Interesting Vanity Fair article on MS "Lost Decade" 2000-2010
It's not excessively technical of course, given the article's audience. But it brings up some good points, as well as leaving out some relevant issues:
1. The overwhelming success of the Windows 95, followed by the the tech bubble of 1998-2000 led to an organizational focus on cash cows like Windows and Office and away from new product development. Bill Gates rejects e-reader concept demoed to him by MS staff in 1998, instead pushing out an e-reader app for WinMo devices in 2003-4.
2. Microsoft hired excessively during the bubble market, including many MBA types attracted by stock option compensation and gold-plated healthcare plans. MS takes on a bloated, manager-heavy, bureaucracy heavy work environment.
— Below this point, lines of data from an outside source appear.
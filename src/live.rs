use crate::rc_fn_map::RcFnMap;
use core::{
	cell::RefCell,
	fmt::{self, Debug, Formatter},
	sync::atomic::{AtomicU64, Ordering},
};
use std::rc::Rc;
use tracing::{error, instrument, trace, trace_span, warn};
use wasm_bindgen::{closure::Closure, JsCast};
use web_sys::Element;

static NEXT_HANDLER_ID: AtomicU64 = AtomicU64::new(1);

/// Identity of a registered watch. Monotonically increasing, never reused
/// for the process lifetime; doubles as the flush-queue key.
#[derive(Clone, Copy, Debug, Eq, Hash, Ord, PartialEq, PartialOrd)]
pub struct WatchId(pub(crate) u32);

/// Identity of a handler, the equivalence component that lets two
/// registrations of the same callback collapse into one watch.
#[derive(Clone, Copy, Debug, Eq, Hash, PartialEq)]
pub struct HandlerId(u64);

fn next_handler_id() -> HandlerId {
	HandlerId(NEXT_HANDLER_ID.fetch_add(1, Ordering::Relaxed))
}

/// An event callback with process-unique identity. Clones share the
/// identity, so re-registering a clone reactivates the existing watch
/// instead of creating a duplicate.
#[derive(Clone)]
pub struct EventHandler {
	id: HandlerId,
	f: Rc<dyn Fn(&Element, &web_sys::Event)>,
}

impl EventHandler {
	pub fn new(f: impl Fn(&Element, &web_sys::Event) + 'static) -> Self {
		Self {
			id: next_handler_id(),
			f: Rc::new(f),
		}
	}

	#[must_use]
	pub fn id(&self) -> HandlerId {
		self.id
	}
}

impl Debug for EventHandler {
	fn fmt(&self, f: &mut Formatter<'_>) -> fmt::Result {
		f.debug_tuple("EventHandler").field(&self.id).finish()
	}
}

/// A membership callback (enter or exit action) with process-unique
/// identity, invoked with the element that entered or left the matched set.
#[derive(Clone)]
pub struct ElementCallback {
	id: HandlerId,
	f: Rc<dyn Fn(&Element)>,
}

impl ElementCallback {
	pub fn new(f: impl Fn(&Element) + 'static) -> Self {
		Self {
			id: next_handler_id(),
			f: Rc::new(f),
		}
	}

	#[must_use]
	pub fn id(&self) -> HandlerId {
		self.id
	}

	pub fn call(&self, element: &Element) {
		(self.f)(element);
	}
}

impl Debug for ElementCallback {
	fn fmt(&self, f: &mut Formatter<'_>) -> fmt::Result {
		f.debug_tuple("ElementCallback").field(&self.id).finish()
	}
}

/// Where a watch's selector is evaluated: the whole document (default) or a
/// single subtree.
#[derive(Clone, Debug)]
pub enum Scope {
	Document,
	Within(Element),
}

impl Scope {
	fn query(&self, selector: &str) -> Result<web_sys::NodeList, wasm_bindgen::JsValue> {
		match self {
			Scope::Document => {
				let document = web_sys::window().and_then(|window| window.document());
				match document {
					Some(document) => document.query_selector_all(selector),
					None => Err(wasm_bindgen::JsValue::from_str("no document")),
				}
			}
			Scope::Within(root) => root.query_selector_all(selector),
		}
	}

	fn same(&self, other: &Scope) -> bool {
		match (self, other) {
			(Scope::Document, Scope::Document) => true,
			(Scope::Within(a), Scope::Within(b)) => same_element(a, b),
			_ => false,
		}
	}
}

/// What a watch does when elements enter or leave its matched set.
#[derive(Clone, Debug)]
pub enum WatchMode {
	/// Attach the handler as a DOM listener on entering elements, detach
	/// exactly that listener from leaving ones.
	Event { event: String, handler: EventHandler },
	/// Invoke `enter`/`exit` once per membership transition.
	Lifecycle { enter: ElementCallback, exit: Option<ElementCallback> },
}

impl WatchMode {
	fn equivalent(&self, other: &WatchMode) -> bool {
		match (self, other) {
			(WatchMode::Event { event: e_1, handler: h_1 }, WatchMode::Event { event: e_2, handler: h_2 }) => e_1 == e_2 && h_1.id == h_2.id,
			(
				WatchMode::Lifecycle { enter: en_1, exit: ex_1 },
				WatchMode::Lifecycle { enter: en_2, exit: ex_2 },
			) => en_1.id == en_2.id && ex_1.as_ref().map(ElementCallback::id) == ex_2.as_ref().map(ElementCallback::id),
			_ => false,
		}
	}
}

struct Watch {
	selector: String,
	scope: Scope,
	mode: WatchMode,
	matched: Vec<Element>,
	stopped: bool,
}

#[derive(Default)]
struct Registry {
	watches: Vec<Watch>,
	handler_fns: RcFnMap,
}

/// The live binding engine: a registry of watches, each re-matching its
/// selector on demand and diffing the result against the previous matched
/// set by element identity.
///
/// One instance owns all watch state for a runtime context; collaborators
/// hold it behind [`Rc`]. Stopped watches stay registered and reactivatable,
/// so the registry never shrinks.
#[derive(Default)]
pub struct LiveQueries {
	inner: RefCell<Registry>,
}

/// Deferred side effects of a tick, applied after the registry borrow is
/// released so enter/exit actions can re-enter the engine.
enum Actions {
	Event {
		event: String,
		function: Option<js_sys::Function>,
		bind: Vec<Element>,
		unbind: Vec<Element>,
	},
	Lifecycle {
		enter: ElementCallback,
		exit: Option<ElementCallback>,
		entered: Vec<Element>,
		exited: Vec<Element>,
	},
}

impl Actions {
	fn apply(self) {
		match self {
			Actions::Event { event, function, bind, unbind } => {
				let function = match function {
					Some(function) => function,
					None => return error!("No listener function cached for {:?} watch.", event),
				};
				for element in &bind {
					if let Err(error) = element.add_event_listener_with_callback(&event, &function) {
						error!("Failed to add {:?} listener: {:?}", event, error);
					}
				}
				for element in &unbind {
					if let Err(error) = element.remove_event_listener_with_callback(&event, &function) {
						error!("Failed to remove {:?} listener: {:?}", event, error);
					}
				}
			}
			Actions::Lifecycle { enter, exit, entered, exited } => {
				for element in &entered {
					let span = trace_span!("enter action", ?element);
					let _enter = span.enter();
					enter.call(element);
				}
				if let Some(exit) = exit {
					for element in &exited {
						let span = trace_span!("exit action", ?element);
						let _enter = span.enter();
						exit.call(element);
					}
				}
			}
		}
	}
}

impl LiveQueries {
	#[must_use]
	pub fn new() -> Self {
		Self::default()
	}

	/// Registers an event-mode watch: `handler` stays attached to every
	/// element matching `selector` as the document changes.
	pub fn bind(&self, selector: &str, scope: Scope, event: &str, handler: EventHandler) -> WatchId {
		self.register(
			selector,
			scope,
			WatchMode::Event {
				event: event.to_owned(),
				handler,
			},
		)
	}

	/// Registers a callback-mode watch: `enter` runs once per element
	/// joining the matched set, `exit` once per element leaving it.
	pub fn watch(&self, selector: &str, scope: Scope, enter: ElementCallback, exit: Option<ElementCallback>) -> WatchId {
		self.register(selector, scope, WatchMode::Lifecycle { enter, exit })
	}

	/// Registers a watch, or reactivates the equivalent existing one.
	/// Either way the watch is matched-and-applied synchronously before this
	/// returns, so already-present elements are bound immediately.
	#[instrument(skip(self))]
	pub fn register(&self, selector: &str, scope: Scope, mode: WatchMode) -> WatchId {
		let id = {
			let mut registry = self.inner.borrow_mut();
			let existing = registry
				.watches
				.iter()
				.position(|watch| watch.selector == selector && watch.scope.same(&scope) && watch.mode.equivalent(&mode));
			match existing {
				Some(index) => {
					let watch = &mut registry.watches[index];
					if watch.stopped {
						trace!("Reactivating watch {}.", index);
						watch.stopped = false;
						if let WatchMode::Event { handler, .. } = &mode {
							let shared = Rc::clone(&handler.f);
							let handler_id = handler.id.0;
							registry.handler_fns.acquire_or_insert_with(handler_id, || listener_closure(shared));
						}
					}
					WatchId(index as u32)
				}
				None => {
					let index = registry.watches.len();
					if let WatchMode::Event { handler, .. } = &mode {
						let shared = Rc::clone(&handler.f);
						registry.handler_fns.acquire_or_insert_with(handler.id.0, || listener_closure(shared));
					}
					registry.watches.push(Watch {
						selector: selector.to_owned(),
						scope,
						mode,
						matched: Vec::new(),
						stopped: false,
					});
					WatchId(index as u32)
				}
			}
		};
		self.tick(id);
		id
	}

	/// Every id ever registered, in registration order.
	#[must_use]
	pub fn watch_ids(&self) -> Vec<WatchId> {
		(0..self.inner.borrow().watches.len()).map(|index| WatchId(index as u32)).collect()
	}

	/// Re-matches one watch and applies enter/exit actions for the
	/// membership difference. Stopped watches are skipped.
	#[instrument(skip(self))]
	pub fn tick(&self, id: WatchId) {
		let actions = {
			let mut registry = self.inner.borrow_mut();
			let registry = &mut *registry;
			let watch = match registry.watches.get_mut(id.0 as usize) {
				Some(watch) => watch,
				None => return warn!("Tick for unknown watch {:?}.", id),
			};
			if watch.stopped {
				return;
			}

			let current = match watch.scope.query(&watch.selector) {
				Ok(list) => collect_elements(&list),
				Err(error) => {
					return error!("Selector {:?} failed to parse: {:?}", watch.selector, error);
				}
			};

			let added: Vec<Element> = current.iter().filter(|element| !contains_identity(&watch.matched, element)).cloned().collect();
			let removed: Vec<Element> = watch.matched.iter().filter(|element| !contains_identity(&current, element)).cloned().collect();
			trace!("Watch {:?}: {} matched, {} added, {} removed.", id, current.len(), added.len(), removed.len());
			watch.matched = current;

			match &watch.mode {
				WatchMode::Event { event, handler } => Actions::Event {
					event: event.clone(),
					function: registry.handler_fns.get(handler.id.0),
					bind: added,
					unbind: removed,
				},
				WatchMode::Lifecycle { enter, exit } => Actions::Lifecycle {
					enter: enter.clone(),
					exit: exit.clone(),
					entered: added,
					exited: removed,
				},
			}
		};
		actions.apply();
	}

	/// Stops one watch, or every watch when `id` is `None`. Exit actions
	/// fire (and event listeners detach) for the current matched set before
	/// this returns; the cleared watch stays registered for reactivation.
	#[instrument(skip(self))]
	pub fn stop(&self, id: Option<WatchId>) {
		match id {
			Some(id) => self.stop_one(id),
			None => {
				for id in self.watch_ids() {
					self.stop_one(id);
				}
			}
		}
	}

	fn stop_one(&self, id: WatchId) {
		let actions = {
			let mut registry = self.inner.borrow_mut();
			let registry = &mut *registry;
			let watch = match registry.watches.get_mut(id.0 as usize) {
				Some(watch) => watch,
				None => return warn!("Stop for unknown watch {:?}.", id),
			};
			if watch.stopped {
				return;
			}
			watch.stopped = true;
			let matched = core::mem::take(&mut watch.matched);

			match &watch.mode {
				WatchMode::Event { event, handler } => {
					let function = registry.handler_fns.get(handler.id.0);
					registry.handler_fns.release(handler.id.0);
					registry.handler_fns.sweep();
					Actions::Event {
						event: event.clone(),
						function,
						bind: Vec::new(),
						unbind: matched,
					}
				}
				WatchMode::Lifecycle { enter, exit } => Actions::Lifecycle {
					enter: enter.clone(),
					exit: exit.clone(),
					entered: Vec::new(),
					exited: matched,
				},
			}
		};
		actions.apply();
	}
}

fn listener_closure(f: Rc<dyn Fn(&Element, &web_sys::Event)>) -> Closure<dyn Fn(web_sys::Event)> {
	Closure::wrap(Box::new(move |event: web_sys::Event| {
		let element = event.current_target().and_then(|target| target.dyn_into::<Element>().ok());
		match element {
			Some(element) => f(&element, &event),
			None => warn!("Event {:?} dispatched without an element target.", event.type_()),
		}
	}) as Box<dyn Fn(web_sys::Event)>)
}

fn collect_elements(list: &web_sys::NodeList) -> Vec<Element> {
	(0..list.length())
		.filter_map(|index| list.item(index))
		.filter_map(|node| node.dyn_into::<Element>().ok())
		.collect()
}

/// Identity comparison: two handles to the same DOM element, never value
/// equality.
fn same_element(a: &Element, b: &Element) -> bool {
	js_sys::Object::is(a.as_ref(), b.as_ref())
}

fn contains_identity(set: &[Element], element: &Element) -> bool {
	set.iter().any(|candidate| same_element(candidate, element))
}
3. Ballmer, the business and market-minded exec from the early days, becomes CEO with Gates' blessing. Post-bubble hiring slowdown and stagnant product development leads to staff targeting promotions by playing office politics rather than being driven by developing innovations like things were before MS went public. Organizational bureaucracy gets worse, with projects taking forever, slowed by too many meetings. Vista is delayed, and when it launches, is extremely buggy and does heavy damage to Windows' reputation.
4. Mobile: MS engineers quoted as saying that the WinCE-based Windows Mobile OS was miles ahead of the competition when it came out (even as horrible as it may have been to use). Failed to capitalize on the lead by iterating it more rapidly.
Possible important areas that weren't included:
1. DOJ and EU antitrust case ruling impact: did that play a role in keeping MS from implementing or even developing the whole integrated ecosystem approach they're getting around to in W8?
2. Why did the Xbox succeed? Was it because MS was willing to take losses in order to get market share? Was it because Halo proved to be a must-have game and was exclusive to the console? Or because Xbox Live was the first console to get online console gaming right?
3. OEMs: Did MS avoid in-house hardware development for too long in order to no piss off OEMs, who buy Windows licenses by the millions? Could MS have done more to engage OEMs in developing hardware for new products.
Again, not a technical article, and focuses a a lot on organzational dysfunction. Interesting read however and I'd like to get people's opinions on it. Also, I'm hoping this stops the endless duplicate threads about Surface currently shitting up the front page.